#### [Supplied information]
//! TCP/TLS transport for the protobuf endpoint.

pub mod endpoints;
pub mod frame;

pub use frame::FrameCodec;

use std::pin::Pin;
use std::sync::Arc;
use std::task::{Context, Poll};

use log::info;
use rustls::pki_types::ServerName;
use tokio::io::{AsyncRead, AsyncWrite, ReadBuf};
use tokio::net::TcpStream;
use tokio_rustls::{client::TlsStream, TlsConnector};

use crate::config::SessionConfig;
use crate::error::{CTraderError, Result};

/// A TCP stream that is either plain or wrapped in TLS.
///
/// The production endpoint requires TLS; the plain variant exists so tests
/// can run the full session against an in-process stub server.
pub enum MaybeTlsStream {
    Plain(TcpStream),
    Tls(Box<TlsStream<TcpStream>>),
}

impl AsyncRead for MaybeTlsStream {
    fn poll_read(
        self: Pin<&mut Self>,
        cx: &mut Context<'_>,
        buf: &mut ReadBuf<'_>,
    ) -> Poll<std::io::Result<()>> {
        match self.get_mut() {
            MaybeTlsStream::Plain(s) => Pin::new(s).poll_read(cx, buf),
            MaybeTlsStream::Tls(s) => Pin::new(s.as_mut()).poll_read(cx, buf),
        }
    }
}

impl AsyncWrite for MaybeTlsStream {
    fn poll_write(
        self: Pin<&mut Self>,
        cx: &mut Context<'_>,
        buf: &[u8],
    ) -> Poll<std::io::Result<usize>> {
        match self.get_mut() {
            MaybeTlsStream::Plain(s) => Pin::new(s).poll_write(cx, buf),
            MaybeTlsStream::Tls(s) => Pin::new(s.as_mut()).poll_write(cx, buf),
        }
    }

    fn poll_flush(self: Pin<&mut Self>, cx: &mut Context<'_>) -> Poll<std::io::Result<()>> {
        match self.get_mut() {
            MaybeTlsStream::Plain(s) => Pin::new(s).poll_flush(cx),
            MaybeTlsStream::Tls(s) => Pin::new(s.as_mut()).poll_flush(cx),
        }
    }

    fn poll_shutdown(self: Pin<&mut Self>, cx: &mut Context<'_>) -> Poll<std::io::Result<()>> {
        match self.get_mut() {
            MaybeTlsStream::Plain(s) => Pin::new(s).poll_shutdown(cx),
            MaybeTlsStream::Tls(s) => Pin::new(s.as_mut()).poll_shutdown(cx),
        }
    }
}

fn tls_connector() -> TlsConnector {
    let mut roots = rustls::RootCertStore::empty();
    roots.extend(webpki_roots::TLS_SERVER_ROOTS.iter().cloned());
    let config = rustls::ClientConfig::builder()
        .with_root_certificates(roots)
        .with_no_client_auth();
    TlsConnector::from(Arc::new(config))
}

/// Opens the TCP connection described by `config`, performing the TLS
/// handshake when `use_tls` is set. The whole dial is bounded by
/// `connect_timeout`.
pub(crate) async fn connect(config: &SessionConfig) -> Result<MaybeTlsStream> {
    let host = config.host();
    let addr = (host.as_str(), config.port);

    if config.connection_debug {
        info!(
            "Connecting to {}:{} (tls={})...",
            host, config.port, config.use_tls
        );
    }

    let dial = async {
        let tcp = TcpStream::connect(addr).await.map_err(|e| {
            CTraderError::ConnectionFailed(format!(
                "failed to connect to {}:{}: {}",
                host, config.port, e
            ))
        })?;
        tcp.set_nodelay(true)?;

        if !config.use_tls {
            return Ok(MaybeTlsStream::Plain(tcp));
        }

        let server_name = ServerName::try_from(host.clone())
            .map_err(|_| CTraderError::ConnectionFailed(format!("invalid DNS name: {}", host)))?;
        let tls = tls_connector()
            .connect(server_name, tcp)
            .await
            .map_err(|e| CTraderError::ConnectionFailed(format!("TLS handshake failed: {}", e)))?;
        Ok(MaybeTlsStream::Tls(Box::new(tls)))
    };

    match tokio::time::timeout(config.connect_timeout(), dial).await {
        Ok(result) => {
            if result.is_ok() {
                info!("Connected to {}:{}", host, config.port);
            }
            result
        }
        Err(_) => Err(CTraderError::ConnectionFailed(format!(
            "connection to {}:{} timed out after {:?}",
            host,
            config.port,
            config.connect_timeout()
        ))),
    }
}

#### [Task brief]
Reproduce the listing above exactly.

#### [Task answer]
//! TCP/TLS transport for the protobuf endpoint.

pub mod endpoints;
pub mod frame;

pub use frame::FrameCodec;

use std::pin::Pin;
use std::sync::Arc;
use std::task::{Context, Poll};

use log::info;
use rustls::pki_types::ServerName;
use tokio::io::{AsyncRead, AsyncWrite, ReadBuf};
use tokio::net::TcpStream;
use tokio_rustls::{client::TlsStream, TlsConnector};

use crate::config::SessionConfig;
use crate::error::{CTraderError, Result};

/// A TCP stream that is either plain or wrapped in TLS.
///
/// The production endpoint requires TLS; the plain variant exists so tests
/// can run the full session against an in-process stub server.
pub enum MaybeTlsStream {
    Plain(TcpStream),
    Tls(Box<TlsStream<TcpStream>>),
}

impl AsyncRead for MaybeTlsStream {
    fn poll_read(
        self: Pin<&mut Self>,
        cx: &mut Context<'_>,
        buf: &mut ReadBuf<'_>,
    ) -> Poll<std::io::Result<()>> {
        match self.get_mut() {
            MaybeTlsStream::Plain(s) => Pin::new(s).poll_read(cx, buf),
            MaybeTlsStream::Tls(s) => Pin::new(s.as_mut()).poll_read(cx, buf),
        }
    }
}

impl AsyncWrite for MaybeTlsStream {
    fn poll_write(
        self: Pin<&mut Self>,
        cx: &mut Context<'_>,
        buf: &[u8],
    ) -> Poll<std::io::Result<usize>> {
        match self.get_mut() {
            MaybeTlsStream::Plain(s) => Pin::new(s).poll_write(cx, buf),
            MaybeTlsStream::Tls(s) => Pin::new(s.as_mut()).poll_write(cx, buf),
        }
    }

    fn poll_flush(self: Pin<&mut Self>, cx: &mut Context<'_>) -> Poll<std::io::Result<()>> {
        match self.get_mut() {
            MaybeTlsStream::Plain(s) => Pin::new(s).poll_flush(cx),
            MaybeTlsStream::Tls(s) => Pin::new(s.as_mut()).poll_flush(cx),
        }
    }

    fn poll_shutdown(self: Pin<&mut Self>, cx: &mut Context<'_>) -> Poll<std::io::Result<()>> {
        match self.get_mut() {
            MaybeTlsStream::Plain(s) => Pin::new(s).poll_shutdown(cx),
            MaybeTlsStream::Tls(s) => Pin::new(s.as_mut()).poll_shutdown(cx),
        }
    }
}

fn tls_connector() -> TlsConnector {
    let mut roots = rustls::RootCertStore::empty();
    roots.extend(webpki_roots::TLS_SERVER_ROOTS.iter().cloned());
    let config = rustls::ClientConfig::builder()
        .with_root_certificates(roots)
        .with_no_client_auth();
    TlsConnector::from(Arc::new(config))
}

/// Opens the TCP connection described by `config`, performing the TLS
/// handshake when `use_tls` is set. The whole dial is bounded by
/// `connect_timeout`.
pub(crate) async fn connect(config: &SessionConfig) -> Result<MaybeTlsStream> {
    let host = config.host();
    let addr = (host.as_str(), config.port);

    if config.connection_debug {
        info!(
            "Connecting to {}:{} (tls={})...",
            host, config.port, config.use_tls
        );
    }

    let dial = async {
        let tcp = TcpStream::connect(addr).await.map_err(|e| {
            CTraderError::ConnectionFailed(format!(
                "failed to connect to {}:{}: {}",
                host, config.port, e
            ))
        })?;
        tcp.set_nodelay(true)?;

        if !config.use_tls {
            return Ok(MaybeTlsStream::Plain(tcp));
        }

        let server_name = ServerName::try_from(host.clone())
            .map_err(|_| CTraderError::ConnectionFailed(format!("invalid DNS name: {}", host)))?;
        let tls = tls_connector()
            .connect(server_name, tcp)
            .await
            .map_err(|e| CTraderError::ConnectionFailed(format!("TLS handshake failed: {}", e)))?;
        Ok(MaybeTlsStream::Tls(Box::new(tls)))
    };

    match tokio::time::timeout(config.connect_timeout(), dial).await {
        Ok(result) => {
            if result.is_ok() {
                info!("Connected to {}:{}", host, config.port);
            }
            result
        }
        Err(_) => Err(CTraderError::ConnectionFailed(format!(
            "connection to {}:{} timed out after {:?}",
            host,
            config.port,
            config.connect_timeout()
        ))),
    }
}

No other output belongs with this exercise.